Having worked on a few data related applications over the last ten months or so Ashok and I were recently discussing some of the things that we’ve learnt.
One of the things he pointed out is that it’s very helpful to separate the different stages of a data work flow into their own applications/scripts.
I decided to try out this idea with some football data that I’m currently trying to model and I ended up with the following stages:
The stages do the following:
- Find – Finds web pages which have the data we need and writes those URLs of those to a text file.
- Download – Reads in the URLs and downloads the contents to the file system.
- Extract – Reads in the web pages from the file system and using CSS selectors extracts appropriate data and saves JSON files to disk.
- Import – Reads in the JSON files and creates nodes/relationships in neo4j.
It’s reasonably similar to micro services except instead of using HTTP as the protocol between each part we use text files as the interface between different scripts.
In fact it’s more like a variation of Unix pipelining as described in The Art of Unix Programming except we store the results of each stage of the pipeline instead of piping them directly into the next one.
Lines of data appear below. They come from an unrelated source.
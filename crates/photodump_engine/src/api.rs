use std::path::PathBuf;
use std::time::Duration;

use futures_util::StreamExt;
use photodump_logging::{pd_debug, pd_warn};
use reqwest::header::CONTENT_TYPE;
use reqwest::multipart::{Form, Part};
use reqwest::{RequestBuilder, Response};
use serde::de::DeserializeOwned;
use serde::Serialize;
use serde_json::Value;
use url::Url;

use crate::persist::{AtomicFileWriter, PersistError};
use crate::types::{
    decode_results, CategoryResults, ClearScope, FailureKind, RequestError, UploadFile,
    UploadReceipt,
};

pub const ARCHIVE_FILENAME: &str = "images.zip";

#[derive(Debug, Clone)]
pub struct ApiSettings {
    pub base_url: String,
    pub connect_timeout: Duration,
    pub download_dir: PathBuf,
}

impl Default for ApiSettings {
    fn default() -> Self {
        Self {
            base_url: "http://127.0.0.1:8000".to_string(),
            connect_timeout: Duration::from_secs(10),
            download_dir: PathBuf::from("."),
        }
    }
}

/// HTTP surface of the categorization server.
///
/// Only the connect phase is bounded; uploads and the start call may take as
/// long as the server needs.
#[async_trait::async_trait]
pub trait ServerApi: Send + Sync {
    async fn upload(&self, files: Vec<UploadFile>) -> Result<UploadReceipt, RequestError>;
    async fn remove_file(&self, filename: &str) -> Result<(), RequestError>;
    async fn list_uploads(&self) -> Result<Vec<String>, RequestError>;
    async fn clear(&self, scope: ClearScope) -> Result<(), RequestError>;
    async fn process(&self, categories: &[String]) -> Result<CategoryResults, RequestError>;
    /// Stream the result archive into the download directory.
    async fn download(&self) -> Result<PathBuf, RequestError>;
    async fn cleanup(&self) -> Result<(), RequestError>;
}

#[derive(Debug, Clone)]
pub struct ReqwestApi {
    settings: ApiSettings,
    base: Url,
    client: reqwest::Client,
}

impl ReqwestApi {
    pub fn new(settings: ApiSettings) -> Result<Self, RequestError> {
        let base = normalize_base(&settings.base_url)?;
        let client = reqwest::Client::builder()
            .connect_timeout(settings.connect_timeout)
            .build()
            .map_err(|err| RequestError::new(FailureKind::Network, err.to_string()))?;
        Ok(Self {
            settings,
            base,
            client,
        })
    }

    fn endpoint(&self, path: &str) -> Result<Url, RequestError> {
        self.base
            .join(path)
            .map_err(|err| RequestError::new(FailureKind::InvalidUrl, err.to_string()))
    }

    fn post_json(&self, path: &str, body: &impl Serialize) -> Result<RequestBuilder, RequestError> {
        let payload = serde_json::to_vec(body)
            .map_err(|err| RequestError::new(FailureKind::Decode, err.to_string()))?;
        Ok(self
            .client
            .post(self.endpoint(path)?)
            .header(CONTENT_TYPE, "application/json")
            .body(payload))
    }

    async fn send(&self, request: RequestBuilder) -> Result<Response, RequestError> {
        let response = request.send().await.map_err(map_reqwest_error)?;
        let status = response.status();
        if !status.is_success() {
            return Err(RequestError::new(
                FailureKind::HttpStatus(status.as_u16()),
                status.to_string(),
            ));
        }
        Ok(response)
    }
}

#[async_trait::async_trait]
impl ServerApi for ReqwestApi {
    async fn upload(&self, files: Vec<UploadFile>) -> Result<UploadReceipt, RequestError> {
        let mut form = Form::new();
        for file in files {
            let part = Part::bytes(file.data)
                .file_name(file.name)
                .mime_str(&file.content_type)
                .map_err(|err| RequestError::new(FailureKind::InvalidInput, err.to_string()))?;
            form = form.part("files", part);
        }
        let request = self.client.post(self.endpoint("upload")?).multipart(form);
        let response = self.send(request).await?;
        read_json(response).await
    }

    async fn remove_file(&self, filename: &str) -> Result<(), RequestError> {
        #[derive(Serialize)]
        struct RemoveBody<'a> {
            filename: &'a str,
        }
        let request = self.post_json("remove-file", &RemoveBody { filename })?;
        self.send(request).await?;
        Ok(())
    }

    async fn list_uploads(&self) -> Result<Vec<String>, RequestError> {
        let request = self.client.get(self.endpoint("list-uploads")?);
        let response = self.send(request).await?;
        read_json(response).await
    }

    async fn clear(&self, scope: ClearScope) -> Result<(), RequestError> {
        let request = self.client.post(self.endpoint(scope.endpoint())?);
        self.send(request).await?;
        Ok(())
    }

    async fn process(&self, categories: &[String]) -> Result<CategoryResults, RequestError> {
        let request = self.post_json("process", &categories)?;
        let response = self.send(request).await?;
        let value: Value = read_json(response).await?;
        decode_results(value)
    }

    async fn download(&self) -> Result<PathBuf, RequestError> {
        let request = self.client.get(self.endpoint("download")?);
        let response = self.send(request).await?;

        let writer = AtomicFileWriter::new(self.settings.download_dir.clone());
        let mut pending = writer.begin(ARCHIVE_FILENAME).map_err(map_persist_error)?;
        let mut written: u64 = 0;
        let mut stream = response.bytes_stream();
        while let Some(chunk) = stream.next().await {
            let chunk = chunk.map_err(map_reqwest_error)?;
            written += chunk.len() as u64;
            pending.append(&chunk).map_err(map_persist_error)?;
        }
        let path = pending.commit().map_err(map_persist_error)?;
        pd_debug!("Downloaded {} bytes to {:?}", written, path);
        Ok(path)
    }

    async fn cleanup(&self) -> Result<(), RequestError> {
        let request = self.client.post(self.endpoint("cleanup")?);
        self.send(request).await?;
        Ok(())
    }
}

async fn read_json<T: DeserializeOwned>(response: Response) -> Result<T, RequestError> {
    let body = response.bytes().await.map_err(map_reqwest_error)?;
    serde_json::from_slice(&body).map_err(|err| {
        pd_warn!("Undecodable response body ({} bytes): {}", body.len(), err);
        RequestError::new(FailureKind::Decode, err.to_string())
    })
}

/// Parse the base URL and make sure relative joins stay under its path.
fn normalize_base(raw: &str) -> Result<Url, RequestError> {
    let mut base = Url::parse(raw.trim())
        .map_err(|err| RequestError::new(FailureKind::InvalidUrl, err.to_string()))?;
    if !matches!(base.scheme(), "http" | "https") {
        return Err(RequestError::new(
            FailureKind::InvalidUrl,
            format!("unsupported scheme {}", base.scheme()),
        ));
    }
    if !base.path().ends_with('/') {
        let path = format!("{}/", base.path());
        base.set_path(&path);
    }
    Ok(base)
}

fn map_reqwest_error(err: reqwest::Error) -> RequestError {
    RequestError::new(FailureKind::Network, err.to_string())
}

fn map_persist_error(err: PersistError) -> RequestError {
    RequestError::new(FailureKind::Io, err.to_string())
}

#[cfg(test)]
mod tests {
    use super::normalize_base;
    use crate::FailureKind;

    #[test]
    fn base_path_gets_trailing_slash() {
        let base = normalize_base("http://host:8000/photodump").unwrap();
        assert_eq!(
            base.join("upload").unwrap().as_str(),
            "http://host:8000/photodump/upload"
        );
        let root = normalize_base("http://host:8000").unwrap();
        assert_eq!(root.join("clear").unwrap().as_str(), "http://host:8000/clear");
    }

    #[test]
    fn non_http_base_is_rejected() {
        let err = normalize_base("ftp://host").unwrap_err();
        assert_eq!(err.kind, FailureKind::InvalidUrl);
        assert!(normalize_base("not a url").is_err());
    }
}
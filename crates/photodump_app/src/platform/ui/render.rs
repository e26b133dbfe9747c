use std::io::Write;

use photodump_core::{upload_url, AppViewModel, JobState, NoticeLevel, PresentationSink, ResultSet};

/// Writes presentation instructions as plain lines.
pub struct TerminalSink<W: Write> {
    out: W,
}

impl<W: Write> TerminalSink<W> {
    pub fn new(out: W) -> Self {
        Self { out }
    }

    pub fn print_lines<I, L>(&mut self, lines: I)
    where
        I: IntoIterator<Item = L>,
        L: AsRef<str>,
    {
        for line in lines {
            let _ = writeln!(self.out, "{}", line.as_ref());
        }
        let _ = self.out.flush();
    }

    #[cfg(test)]
    pub fn into_inner(self) -> W {
        self.out
    }
}

impl<W: Write> PresentationSink for TerminalSink<W> {
    fn show_status(&mut self, text: &str) {
        self.print_lines([format!(">> {text}")]);
    }

    fn show_results(&mut self, results: &ResultSet) {
        self.print_lines(results_lines(results));
    }

    fn show_notice(&mut self, message: &str, level: NoticeLevel) {
        let tag = match level {
            NoticeLevel::Info => "info",
            NoticeLevel::Error => "error",
        };
        self.print_lines([format!("[{tag}] {message}")]);
    }
}

fn results_lines(results: &ResultSet) -> Vec<String> {
    if results.is_empty() {
        return vec!["Results: no photos matched".to_string()];
    }
    let mut lines = vec![format!("Results: {} photo(s)", results.photo_count())];
    for group in results.groups() {
        lines.push(format!("  {} ({})", group.category, group.photos.len()));
        for photo in &group.photos {
            lines.push(format!("    {}", upload_url(photo)));
        }
    }
    lines
}

fn job_label(job: JobState) -> &'static str {
    match job {
        JobState::Idle => "Idle",
        JobState::Starting => "Starting",
        JobState::Running => "Running",
        JobState::Succeeded => "Done",
        JobState::Failed => "Failed",
        JobState::Cancelled => "Cancelled",
    }
}

/// One-line summary printed whenever the state changes.
pub fn render_summary(view: &AppViewModel) -> String {
    let mut summary = format!(
        "[{}] Job: {} | Staged: {} | Categories: {} | Start: {}",
        if view.connected { "online" } else { "offline" },
        job_label(view.job),
        view.staged.len(),
        view.categories.len(),
        if view.start_enabled { "ready" } else { "-" },
    );
    if let Some(stats) = &view.last_add_stats {
        summary.push_str(&format!(
            " | Last add: {} uploaded, {} duplicate(s), {} skipped",
            stats.uploaded, stats.local_duplicates, stats.server_skipped
        ));
    }
    if let Some(modal) = &view.modal {
        summary.push_str(&format!(
            " | Viewing {} ({}/{})",
            modal.src,
            modal.index + 1,
            modal.count
        ));
    }
    summary
}

/// Full view, printed on `status`.
pub fn render_details(view: &AppViewModel) -> Vec<String> {
    let mut lines = vec![render_summary(view)];

    if view.staged.is_empty() {
        lines.push("Staged: none".to_string());
    } else {
        lines.push("Staged:".to_string());
        for tile in &view.staged {
            let marker = if tile.removing { " (removing)" } else { "" };
            lines.push(format!("  {}{}", tile.filename, marker));
        }
    }

    if !view.categories.is_empty() {
        lines.push(format!("Categories: {}", view.categories.join(", ")));
    }
    if view.processing_visible {
        if let Some(status) = &view.status_text {
            lines.push(format!("Processing: {status}"));
        }
    }
    if let Some(results) = &view.results {
        lines.extend(results_lines(results));
        if view.download_enabled {
            lines.push("Type 'download' to save the archive".to_string());
        }
    }
    if let Some(modal) = &view.modal {
        let nav = if modal.show_navigation {
            " (next/prev/close)"
        } else {
            " (close)"
        };
        lines.push(format!("Viewer: {}{}", modal.src, nav));
    }
    lines
}
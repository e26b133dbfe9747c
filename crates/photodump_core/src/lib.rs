//! Photodump core: pure synchronization state machine and view-model helpers.
//!
//! Everything in this crate is synchronous and free of IO. The application
//! feeds [`Msg`]s into [`update`] one at a time and executes the returned
//! [`Effect`]s; request outcomes and push events come back as further messages.
mod carousel;
mod effect;
mod job;
mod msg;
mod presentation;
mod staging;
mod state;
mod update;
mod view_model;

pub use carousel::{Carousel, Direction};
pub use effect::{ClearScope, Effect};
pub use job::{parse_categories, CategoryPhotos, JobId, JobState, PushEvent, ResultSet};
pub use msg::Msg;
pub use presentation::{NoticeLevel, Presentation, PresentationSink};
pub use staging::{upload_url, AddStats, CandidateFile, StagedFile, UploadId, UploadReceipt};
pub use state::AppState;
pub use update::update;
pub use view_model::{AppViewModel, ModalView, PreviewTile};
If following the Unix way isn’t enough of a reason to split up the problem like this there are a couple of other reasons why this approach is useful:
- We end up tweaking some parts more than others therefore it’s good if we don’t have to run all the steps each time we make a change e.g. I find that I spend much more time in the extract & import stages than in the other two stages. Once I’ve got the script for getting all the data written it doesn’t seem to change that substantially.
- We can choose the appropriate technology to do each of the jobs. In this case I find that any data processing is much easier to do in Ruby but the data import is significantly quicker if you use the Java API.
- We can easily make changes to the work flow if we find a better way of doing things.
That third advantage became clear to me on Saturday when I realised that waiting 3 minutes for the import stage to run each time was becoming quite frustrating.
All node/relationship creation was happening via the REST interface from a Ruby script since that was the easiest way to get started.
That batch importer takes CSV files of nodes and edges as its input so I needed to add another stage to the work flow if I wanted to use it:
I spent a few hours working on the ‘Extract to CSV’ stage and then replaced the initial ‘Import’ script with a call to the batch importer.
It now takes 1.3 seconds to go through the last two stages instead of 3 minutes for the old import stage.
Since all I added was another script that took a text file as input and created text files as output it was really easy to make this change to the work flow.
I’m not sure how well this scales if you’re dealing with massive amounts of data but you can always split the data up into multiple files if the size becomes unmanageable.